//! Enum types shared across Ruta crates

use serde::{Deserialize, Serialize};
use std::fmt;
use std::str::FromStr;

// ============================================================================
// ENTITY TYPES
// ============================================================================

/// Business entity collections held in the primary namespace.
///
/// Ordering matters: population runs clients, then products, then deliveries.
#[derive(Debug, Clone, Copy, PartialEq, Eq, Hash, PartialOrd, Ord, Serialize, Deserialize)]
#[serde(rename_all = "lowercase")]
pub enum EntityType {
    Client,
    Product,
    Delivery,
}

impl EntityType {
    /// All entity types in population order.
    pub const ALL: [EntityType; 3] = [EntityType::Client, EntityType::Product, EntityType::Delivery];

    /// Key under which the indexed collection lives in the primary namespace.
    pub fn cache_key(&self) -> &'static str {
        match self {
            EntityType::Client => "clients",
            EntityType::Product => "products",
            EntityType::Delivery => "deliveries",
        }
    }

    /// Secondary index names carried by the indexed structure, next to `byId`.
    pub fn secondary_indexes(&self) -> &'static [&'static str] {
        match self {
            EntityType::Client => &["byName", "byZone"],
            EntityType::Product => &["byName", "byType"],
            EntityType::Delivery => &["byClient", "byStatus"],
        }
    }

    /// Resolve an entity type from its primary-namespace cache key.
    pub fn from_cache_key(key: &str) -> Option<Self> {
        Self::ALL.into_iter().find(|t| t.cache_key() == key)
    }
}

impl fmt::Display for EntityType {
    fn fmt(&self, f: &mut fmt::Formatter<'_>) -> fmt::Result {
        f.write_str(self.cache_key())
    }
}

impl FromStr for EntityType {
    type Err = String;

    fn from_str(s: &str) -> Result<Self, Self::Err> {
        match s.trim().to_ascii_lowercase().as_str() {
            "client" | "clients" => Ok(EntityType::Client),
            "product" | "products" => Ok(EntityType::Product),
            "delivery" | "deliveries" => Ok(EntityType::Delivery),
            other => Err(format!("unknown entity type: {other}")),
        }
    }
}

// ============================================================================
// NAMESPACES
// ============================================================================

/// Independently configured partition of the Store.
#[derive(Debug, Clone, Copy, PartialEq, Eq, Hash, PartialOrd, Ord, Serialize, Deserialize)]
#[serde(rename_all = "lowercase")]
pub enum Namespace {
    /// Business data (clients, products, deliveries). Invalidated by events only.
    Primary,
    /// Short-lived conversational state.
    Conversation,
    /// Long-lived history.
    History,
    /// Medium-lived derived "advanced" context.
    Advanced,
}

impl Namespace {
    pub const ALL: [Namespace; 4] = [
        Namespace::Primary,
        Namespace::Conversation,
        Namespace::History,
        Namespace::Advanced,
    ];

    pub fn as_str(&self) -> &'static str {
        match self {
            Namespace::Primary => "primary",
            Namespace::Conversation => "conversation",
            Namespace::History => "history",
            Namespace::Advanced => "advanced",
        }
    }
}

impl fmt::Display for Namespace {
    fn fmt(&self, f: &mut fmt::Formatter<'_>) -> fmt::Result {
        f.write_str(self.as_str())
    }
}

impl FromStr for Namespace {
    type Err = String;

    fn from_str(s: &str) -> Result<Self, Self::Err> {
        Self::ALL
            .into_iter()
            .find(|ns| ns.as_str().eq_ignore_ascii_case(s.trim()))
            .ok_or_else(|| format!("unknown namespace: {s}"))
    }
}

----------------------------------------

Task instructions:
Every line above that carries the string "indexed" should be copied.

Written response:
    /// Key under which the indexed collection lives in the primary namespace.
    /// Secondary index names carried by the indexed structure, next to `byId`.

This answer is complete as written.